Lesson E12: What is a Hot Spot?

  Video Lesson

Many of Earth’s volcanoes occur at converging plate boundaries. One plate is subducted under another, and the melting rock of the subducted plate rises through cracks in boundary with the other plate to form volcanoes. But what about volcanoes such as those on the Hawaiian Islands or in Yellowstone National Park? No plate boundaries and no subductions are near these areas of volcanic activity. These volcanoes are explained as hot spots.


Lesson E12: What is a Hot Spot?


What is a Hot Spot?

Earth has many volcanoes, but they are not all the same. Volcanic arcs of islands, such as the Azores and Aleutians, can form when one tectonic plate is subducted under another. The volcanoes of the Pacific Northwest, such as Mount St. Helens and Mount Rainier, form in this same way. Islands such as Hawaii, Samoa, Easter Island, and French Polynesia, and areas such as Yellowstone National Park are different. These volcanoes are far from plate boundaries. They form as tectonic plates pass over what are called ‘hot spots’ in the mantle below.

Reading and Materials for This Lesson

Science in Action 7
Reading: Page 400

Materials:
cardboard, scissors, pointed knife for making holes in the cardboard, squeezable tube of toothpaste, a pan or sheet of newspaper to catch any mess

A plume of hot mantle melts a hole through the solid rock of the tectonic plate passing above it, and the rising magma forms a volcano at the surface. The tectonic plate keeps moving, and the hot spot melts another hole in the tectonic plate and forms another volcano as the original volcano becomes dormant. The result is a trail of volcanic footprints left in the plate as it passes.



Figure E.3.12.1 – The youngest Hawaiian Islands, from right (youngest) to left: Hawaii, Maui, Molokai, Oahu, Kauai.


Figure E.3.12.2 – Puu Oo is an active cone volcano in Hawaii. It has been erupting continuously since 1983.

Tuzo Wilson, Hot Spots, and Mantle Plumes

The Hawaiian Islands are a very remote chain of more than 100 islands in the middle of the Pacific Ocean. Geologically, the Hawaiian Islands are not near any plate boundary, which is very odd considering the islands are volcanic. The big island of Hawaii is the largest, and has the only active volcano.

Click here to look at the islands, then zoom out and follow the island chain to the left and northward.

Hawaii was confusing for geologists who were working to understand plate tectonics and to decide if Alfred Wegener was correct about the idea of continental drift. In 1963, Canadian Tuzo Wilson proposed that the Hawaiian Islands were the result of a hot spot deep below the islands. Or, more specifically at that time, beneath the big island of Hawaii.
Figure E.3.12.3 – Magma rising from the hot spot forms a volcano on the surface of the plate above it. As the plate moves past, the magma rises in a new location and forms a newer volcano.

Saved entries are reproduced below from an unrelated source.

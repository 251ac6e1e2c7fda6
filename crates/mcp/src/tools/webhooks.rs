// Webhook subscription tools

use crate::tools::command::{resource, to_body, ApiTool};
use crate::tools::ToolTier;
use ledgerlink_sdk::{ApiRequest, LedgerClient};
use schemars::JsonSchema;
use serde::{Deserialize, Serialize};

const WEBHOOKS: &str = "/webhooks";

#[derive(Debug, Deserialize, JsonSchema)]
#[serde(deny_unknown_fields)]
pub struct ListWebhooksArgs {}

#[derive(Debug, Deserialize, JsonSchema)]
#[serde(deny_unknown_fields)]
pub struct WebhookIdArgs {
    pub id: String,
}

#[derive(Debug, Serialize, Deserialize, JsonSchema)]
#[serde(deny_unknown_fields)]
pub struct CreateWebhookArgs {
    /// HTTPS endpoint that receives event deliveries
    pub url: String,
    /// Event names, e.g. invoice.created, invoice.paid, customer.updated
    pub events: Vec<String>,
    /// Shared secret used to sign deliveries
    pub secret: Option<String>,
    #[serde(skip_serializing)]
    pub idempotency_key: Option<String>,
}

pub fn tools(client: &LedgerClient) -> Vec<ApiTool> {
    vec![
        ApiTool::new(
            client,
            "list_webhooks",
            "List webhook subscriptions",
            ToolTier::Tier0,
            |_: ListWebhooksArgs| Ok(ApiRequest::get(WEBHOOKS)),
        ),
        ApiTool::new(
            client,
            "get_webhook",
            "Get a webhook subscription",
            ToolTier::Tier0,
            |args: WebhookIdArgs| Ok(ApiRequest::get(resource(WEBHOOKS, &args.id)?)),
        ),
        ApiTool::new(
            client,
            "create_webhook",
            "Subscribe an endpoint to ledger events",
            ToolTier::Tier1,
            |args: CreateWebhookArgs| {
                if args.events.is_empty() {
                    anyhow::bail!("events must name at least one event");
                }
                Ok(ApiRequest::post(WEBHOOKS)
                    .body(to_body(&args)?)
                    .idempotency_key(args.idempotency_key))
            },
        ),
        ApiTool::new(
            client,
            "delete_webhook",
            "Remove a webhook subscription",
            ToolTier::Tier2,
            |args: WebhookIdArgs| Ok(ApiRequest::delete(resource(WEBHOOKS, &args.id)?)),
        ),
    ]
}

#[cfg(test)]
mod tests {
    use super::*;
    use crate::tools::test_support::{client, find};
    use serde_json::json;

    #[test]
    fn test_create_webhook() {
        let tools = tools(&client());
        let request = find(&tools, "create_webhook")
            .request_for(json!({
                "url": "https://hooks.example.com/ledger",
                "events": ["invoice.created", "invoice.paid"]
            }))
            .unwrap();

        assert_eq!(
            request.body,
            Some(json!({
                "Url": "https://hooks.example.com/ledger",
                "Events": ["invoice.created", "invoice.paid"]
            }))
        );
    }

    #[test]
    fn test_create_webhook_needs_events() {
        let tools = tools(&client());
        let err = find(&tools, "create_webhook")
            .request_for(json!({"url": "https://hooks.example.com/ledger", "events": []}))
            .unwrap_err();

        assert_eq!(err.to_string(), "events must name at least one event");
    }

    #[test]
    fn test_list_webhooks_accepts_missing_arguments() {
        let tools = tools(&client());
        let request = find(&tools, "list_webhooks")
            .request_for(serde_json::Value::Null)
            .unwrap();

        assert_eq!(request.path, "/webhooks");
    }
}
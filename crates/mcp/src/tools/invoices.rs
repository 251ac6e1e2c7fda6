// Sales invoice and invoice payment tools

use crate::tools::command::{resource, to_body, to_query, ApiTool};
use crate::tools::ToolTier;
use ledgerlink_sdk::{ApiRequest, LedgerClient};
use schemars::JsonSchema;
use serde::{Deserialize, Serialize};

const INVOICES: &str = "/invoices";

#[derive(Debug, Clone, Copy, Serialize, Deserialize, JsonSchema)]
#[serde(rename_all = "lowercase")]
pub enum InvoiceStatus {
    Draft,
    Sent,
    Paid,
    Overdue,
    Void,
}

#[derive(Debug, Serialize, Deserialize, JsonSchema)]
#[serde(deny_unknown_fields)]
pub struct ListInvoicesArgs {
    /// Page number, starting at 1
    pub page: Option<u32>,
    /// Results per page (maximum 100)
    pub page_size: Option<u32>,
    /// Only invoices for this customer
    pub customer_code: Option<String>,
    pub status: Option<InvoiceStatus>,
    /// Issued on or after this date (YYYY-MM-DD)
    pub from_date: Option<String>,
    /// Issued on or before this date (YYYY-MM-DD)
    pub to_date: Option<String>,
}

#[derive(Debug, Deserialize, JsonSchema)]
#[serde(deny_unknown_fields)]
pub struct InvoiceNumberArgs {
    /// Invoice number
    pub number: String,
}

#[derive(Debug, Serialize, Deserialize, JsonSchema)]
#[serde(deny_unknown_fields)]
pub struct InvoiceLine {
    /// Catalogue product, if the line sells one
    pub product_code: Option<String>,
    pub description: String,
    pub quantity: f64,
    /// Price per unit, excluding tax
    pub unit_price: f64,
    /// Tax rate code, e.g. STANDARD, ZERO, EXEMPT
    pub vat_rate: Option<String>,
    /// Nominal ledger code; defaults to the product's sales code
    pub nominal_code: Option<String>,
}

#[derive(Debug, Serialize, Deserialize, JsonSchema)]
#[serde(deny_unknown_fields)]
pub struct CreateInvoiceArgs {
    pub customer_code: String,
    /// Issue date (YYYY-MM-DD)
    pub issue_date: String,
    /// Due date (YYYY-MM-DD); defaults to the customer's payment terms
    pub due_date: Option<String>,
    /// Customer reference, e.g. a purchase order number
    pub reference: Option<String>,
    /// ISO 4217 currency code; defaults to the customer's currency
    pub currency: Option<String>,
    pub lines: Vec<InvoiceLine>,
    pub notes: Option<String>,
    /// Key that makes a retried create a no-op upstream
    #[serde(skip_serializing)]
    pub idempotency_key: Option<String>,
}

#[derive(Debug, Serialize, Deserialize, JsonSchema)]
#[serde(deny_unknown_fields)]
pub struct UpdateInvoiceArgs {
    /// Number of the draft invoice to update
    #[serde(skip_serializing)]
    pub number: String,
    pub due_date: Option<String>,
    pub reference: Option<String>,
    /// Replaces every existing line when given
    pub lines: Option<Vec<InvoiceLine>>,
    pub notes: Option<String>,
}

#[derive(Debug, Serialize, Deserialize, JsonSchema)]
#[serde(deny_unknown_fields)]
pub struct EmailInvoiceArgs {
    #[serde(skip_serializing)]
    pub number: String,
    /// Recipient; defaults to the customer's email address
    pub recipient_email: Option<String>,
    pub subject: Option<String>,
    pub message: Option<String>,
}

#[derive(Debug, Serialize, Deserialize, JsonSchema)]
#[serde(deny_unknown_fields)]
pub struct AddInvoicePaymentArgs {
    /// Invoice being paid
    #[serde(skip_serializing)]
    pub number: String,
    pub amount: f64,
    /// Payment date (YYYY-MM-DD)
    pub date: String,
    /// Bank account receiving the money
    pub bank_account_code: Option<String>,
    /// e.g. BACS, CARD, CASH, CHEQUE
    pub method: Option<String>,
    pub reference: Option<String>,
    /// Key that makes a retried payment a no-op upstream
    #[serde(skip_serializing)]
    pub idempotency_key: Option<String>,
}

#[derive(Debug, Deserialize, JsonSchema)]
#[serde(deny_unknown_fields)]
pub struct InvoicePaymentArgs {
    pub number: String,
    pub payment_id: String,
}

fn payments(number: &str) -> anyhow::Result<String> {
    Ok(format!("{}/payments", resource(INVOICES, number)?))
}

pub fn tools(client: &LedgerClient) -> Vec<ApiTool> {
    vec![
        ApiTool::new(
            client,
            "list_invoices",
            "List sales invoices, filtered by customer, status or issue date range",
            ToolTier::Tier0,
            |args: ListInvoicesArgs| Ok(ApiRequest::get(INVOICES).query(to_query(&args)?)),
        ),
        ApiTool::new(
            client,
            "get_invoice",
            "Get a sales invoice with its lines and totals",
            ToolTier::Tier0,
            |args: InvoiceNumberArgs| Ok(ApiRequest::get(resource(INVOICES, &args.number)?)),
        ),
        ApiTool::new(
            client,
            "create_invoice",
            "Create a sales invoice for a customer. Supply idempotency_key to make retries safe",
            ToolTier::Tier1,
            |args: CreateInvoiceArgs| {
                Ok(ApiRequest::post(INVOICES)
                    .body(to_body(&args)?)
                    .idempotency_key(args.idempotency_key))
            },
        ),
        ApiTool::new(
            client,
            "update_invoice",
            "Update a draft sales invoice; omitted fields are left unchanged",
            ToolTier::Tier1,
            |args: UpdateInvoiceArgs| {
                Ok(ApiRequest::put(resource(INVOICES, &args.number)?).body(to_body(&args)?))
            },
        ),
        ApiTool::new(
            client,
            "delete_invoice",
            "Delete a sales invoice that has no payments",
            ToolTier::Tier2,
            |args: InvoiceNumberArgs| Ok(ApiRequest::delete(resource(INVOICES, &args.number)?)),
        ),
        ApiTool::new(
            client,
            "email_invoice",
            "Email a sales invoice to the customer",
            ToolTier::Tier1,
            |args: EmailInvoiceArgs| {
                let path = format!("{}/email", resource(INVOICES, &args.number)?);
                Ok(ApiRequest::post(path).body(to_body(&args)?))
            },
        ),
        ApiTool::new(
            client,
            "list_invoice_payments",
            "List payments recorded against a sales invoice",
            ToolTier::Tier0,
            |args: InvoiceNumberArgs| Ok(ApiRequest::get(payments(&args.number)?)),
        ),
        ApiTool::new(
            client,
            "add_invoice_payment",
            "Record a payment against a sales invoice. Supply idempotency_key to make retries safe",
            ToolTier::Tier1,
            |args: AddInvoicePaymentArgs| {
                Ok(ApiRequest::post(payments(&args.number)?)
                    .body(to_body(&args)?)
                    .idempotency_key(args.idempotency_key))
            },
        ),
        ApiTool::new(
            client,
            "delete_invoice_payment",
            "Remove a payment from a sales invoice",
            ToolTier::Tier2,
            |args: InvoicePaymentArgs| {
                Ok(ApiRequest::delete(resource(
                    &payments(&args.number)?,
                    &args.payment_id,
                )?))
            },
        ),
    ]
}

Wilson thought a very hot location deep in Earth’s mantle was directly below where the big island is now. The huge Pacific tectonic plate on which Hawaii is in the middle is moving slowly to the northwest. As it does, the plate moves slowly over this hot spot of rising mantle. Considering the other islands in the chain revealed the path that the Pacific Plate has been moving for millions of years. Each island and submerged island was built up when that location was over the hot spot. Since then, the volcanic peaks and islands have been worn away.

Figure E.3.12.4 – The Hawaiian Island chain has not followed a straight path. Currently, the hot spot is at location #3.

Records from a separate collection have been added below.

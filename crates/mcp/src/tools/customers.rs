// Customer tools

use crate::tools::command::{resource, to_body, to_query, ApiTool};
use crate::tools::ToolTier;
use ledgerlink_sdk::{ApiRequest, LedgerClient};
use schemars::JsonSchema;
use serde::{Deserialize, Serialize};

const CUSTOMERS: &str = "/customers";

#[derive(Debug, Serialize, Deserialize, JsonSchema)]
#[serde(deny_unknown_fields)]
pub struct ListCustomersArgs {
    /// Page number, starting at 1
    pub page: Option<u32>,
    /// Results per page (maximum 100)
    pub page_size: Option<u32>,
    /// Filter on customer code, name or email
    pub search: Option<String>,
}

#[derive(Debug, Deserialize, JsonSchema)]
#[serde(deny_unknown_fields)]
pub struct CustomerCodeArgs {
    /// Customer code
    pub code: String,
}

#[derive(Debug, Serialize, Deserialize, JsonSchema)]
#[serde(deny_unknown_fields)]
pub struct Address {
    pub line1: String,
    pub line2: Option<String>,
    pub city: Option<String>,
    pub region: Option<String>,
    pub postcode: Option<String>,
    /// ISO 3166-1 alpha-2 country code
    pub country: Option<String>,
}

#[derive(Debug, Serialize, Deserialize, JsonSchema)]
#[serde(deny_unknown_fields)]
pub struct CreateCustomerArgs {
    /// Unique customer code
    pub code: String,
    pub name: String,
    pub contact_name: Option<String>,
    pub email: Option<String>,
    pub phone: Option<String>,
    pub address: Option<Address>,
    /// Days until invoices fall due
    pub payment_terms_days: Option<u32>,
    /// ISO 4217 currency code
    pub currency: Option<String>,
    /// Key that makes a retried create a no-op upstream
    #[serde(skip_serializing)]
    pub idempotency_key: Option<String>,
}

#[derive(Debug, Serialize, Deserialize, JsonSchema)]
#[serde(deny_unknown_fields)]
pub struct UpdateCustomerArgs {
    /// Code of the customer to update
    #[serde(skip_serializing)]
    pub code: String,
    pub name: Option<String>,
    pub contact_name: Option<String>,
    pub email: Option<String>,
    pub phone: Option<String>,
    pub address: Option<Address>,
    pub payment_terms_days: Option<u32>,
    pub currency: Option<String>,
}

pub fn tools(client: &LedgerClient) -> Vec<ApiTool> {
    vec![
        ApiTool::new(
            client,
            "list_customers",
            "List customers, optionally filtered by code, name or email",
            ToolTier::Tier0,
            |args: ListCustomersArgs| Ok(ApiRequest::get(CUSTOMERS).query(to_query(&args)?)),
        ),
        ApiTool::new(
            client,
            "get_customer",
            "Get a single customer by code, including contact and balance details",
            ToolTier::Tier0,
            |args: CustomerCodeArgs| Ok(ApiRequest::get(resource(CUSTOMERS, &args.code)?)),
        ),
        ApiTool::new(
            client,
            "create_customer",
            "Create a customer. Supply idempotency_key to make retries safe",
            ToolTier::Tier1,
            |args: CreateCustomerArgs| {
                Ok(ApiRequest::post(CUSTOMERS)
                    .body(to_body(&args)?)
                    .idempotency_key(args.idempotency_key))
            },
        ),
        ApiTool::new(
            client,
            "update_customer",
            "Update fields of an existing customer; omitted fields are left unchanged",
            ToolTier::Tier1,
            |args: UpdateCustomerArgs| {
                Ok(ApiRequest::put(resource(CUSTOMERS, &args.code)?).body(to_body(&args)?))
            },
        ),
        ApiTool::new(
            client,
            "delete_customer",
            "Delete a customer that has no transactions",
            ToolTier::Tier2,
            |args: CustomerCodeArgs| Ok(ApiRequest::delete(resource(CUSTOMERS, &args.code)?)),
        ),
    ]
}
//! Transport layer for the Ledgerlink SDK.

pub mod http;

pub use http::HttpTransport;
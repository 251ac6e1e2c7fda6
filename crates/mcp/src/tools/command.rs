// Tools that translate typed arguments into upstream API requests

use crate::protocol::{CallToolResult, ToolSchema};
use crate::tools::{input_schema_for, Tool, ToolTier};
use anyhow::Result;
use ledgerlink_sdk::{ApiRequest, LedgerClient};
use schemars::JsonSchema;
use serde::de::DeserializeOwned;
use serde::Serialize;
use serde_json::{Map, Value};

type Translate = Box<dyn Fn(Value) -> Result<ApiRequest, ArgumentError> + Send + Sync>;

/// Arguments that failed validation, or could not be translated.
#[derive(Debug, thiserror::Error)]
#[error("{0}")]
pub struct ArgumentError(String);

/// A tool backed by one upstream endpoint.
///
/// Arguments are deserialized into `A` before any network call; the
/// translation closure then shapes the upstream request.
pub struct ApiTool {
    name: &'static str,
    description: &'static str,
    tier: ToolTier,
    input_schema: Value,
    translate: Translate,
    client: LedgerClient,
}

impl ApiTool {
    pub fn new<A, F>(
        client: &LedgerClient,
        name: &'static str,
        description: &'static str,
        tier: ToolTier,
        translate: F,
    ) -> Self
    where
        A: DeserializeOwned + JsonSchema,
        F: Fn(A) -> Result<ApiRequest> + Send + Sync + 'static,
    {
        Self {
            name,
            description,
            tier,
            input_schema: input_schema_for::<A>(),
            translate: Box::new(move |arguments| {
                let arguments = match arguments {
                    Value::Null => Value::Object(Map::new()),
                    other => other,
                };
                let args: A =
                    serde_json::from_value(arguments).map_err(|e| ArgumentError(e.to_string()))?;
                translate(args).map_err(|e| ArgumentError(format!("{:#}", e)))
            }),
            client: client.clone(),
        }
    }

    pub fn name(&self) -> &'static str {
        self.name
    }

    /// Validate `arguments` and build the upstream request without sending it.
    pub fn request_for(&self, arguments: Value) -> Result<ApiRequest, ArgumentError> {
        (self.translate)(arguments)
    }
}

#[async_trait::async_trait]
impl Tool for ApiTool {
    fn schema(&self) -> ToolSchema {
        ToolSchema {
            name: self.name.to_string(),
            description: self.description.to_string(),
            input_schema: self.input_schema.clone(),
        }
    }

    async fn execute(&self, arguments: Value) -> Result<CallToolResult> {
        let request = match self.request_for(arguments) {
            Ok(request) => request,
            Err(e) => {
                return Ok(CallToolResult::error(format!(
                    "Invalid arguments for {}: {}",
                    self.name, e
                )))
            }
        };

        match self.client.execute(&request).await {
            Ok(body) => Ok(CallToolResult::text(serde_json::to_string_pretty(&body)?)),
            Err(e) => {
                tracing::warn!(
                    tool = self.name,
                    status = ?e.status(),
                    method = e.method().unwrap_or(""),
                    path = e.path().unwrap_or(""),
                    error = %e,
                    "Tool call failed"
                );
                Ok(CallToolResult::error(e.to_string()))
            }
        }
    }

    fn tier(&self) -> ToolTier {
        self.tier
    }
}

/// Convert `snake_case` to `PascalCase`.
pub fn pascal_case(key: &str) -> String {
    key.split('_')
        .filter(|part| !part.is_empty())
        .map(|part| {
            let mut chars = part.chars();
            match chars.next() {
                Some(first) => first.to_uppercase().chain(chars).collect::<String>(),
                None => String::new(),
            }
        })
        .collect()
}

/// Rename object keys to `PascalCase` at every depth and drop `null` members.
pub fn pascal_case_keys(value: Value) -> Value {
    match value {
        Value::Object(map) => Value::Object(
            map.into_iter()
                .filter(|(_, v)| !v.is_null())
                .map(|(k, v)| (pascal_case(&k), pascal_case_keys(v)))
                .collect(),
        ),
        Value::Array(items) => Value::Array(items.into_iter().map(pascal_case_keys).collect()),
        other => other,
    }
}

/// Upstream JSON body for a tool's arguments.
pub fn to_body<T: Serialize>(args: &T) -> Result<Value> {
    Ok(pascal_case_keys(serde_json::to_value(args)?))
}

/// Upstream query parameters for a tool's arguments. Arrays become
/// comma-separated lists; `null` members are skipped.
pub fn to_query<T: Serialize>(args: &T) -> Result<Vec<(String, String)>> {
    let value = serde_json::to_value(args)?;
    let Value::Object(map) = value else {
        anyhow::bail!("query arguments must be an object");
    };

    Ok(map
        .into_iter()
        .filter_map(|(k, v)| query_value(&v).map(|v| (pascal_case(&k), v)))
        .collect())
}

fn query_value(value: &Value) -> Option<String> {
    match value {
        Value::Null => None,
        Value::String(s) => Some(s.clone()),
        Value::Array(items) => Some(
            items
                .iter()
                .filter_map(query_value)
                .collect::<Vec<_>>()
                .join(","),
        ),
        other => Some(other.to_string()),
    }
}

/// `base/<id>` with the identifier percent-encoded.
///
/// Identifiers that would not name a single segment (empty, `.` or `..`)
/// are rejected.
pub fn resource(base: &str, id: &str) -> Result<String> {
    if matches!(id.trim(), "" | "." | "..") {
        anyhow::bail!("identifier {:?} does not name a resource", id);
    }
    Ok(format!("{}/{}", base, urlencoding::encode(id)))
}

Figure E.3.12.5 – Hundreds of years ago, Native Hawaiians realized their islands became older and older towards the northwest.


Therefore, the chain of Hawaiian Islands is a set of tracks that shows the direction and speed that the Pacific Plate has been moving for the past 85 million years. Measurements reveal that the Pacific Plate is moving northwest at a speed of about 5 to 10 cm per year.

Deep below the Hawaiian Islands is thought to be a mantle plume of extraordinary size. The incredible heat of the core and mantle forms convection currents in the fluid portions of the Earth’s interior. Likely, certain locations are even hotter than usual for plumes, and these superheated sections of mantle rise even more quickly than usual convection currents do. These plumes of mantle can push up and into the lithosphere, melting through the rock of the tectonic plates – think of a blowtorch below a sheet of metal. Rising magma heats the plate, forming magma chambers. Then, volcanoes in the plate release the pressure momentarily.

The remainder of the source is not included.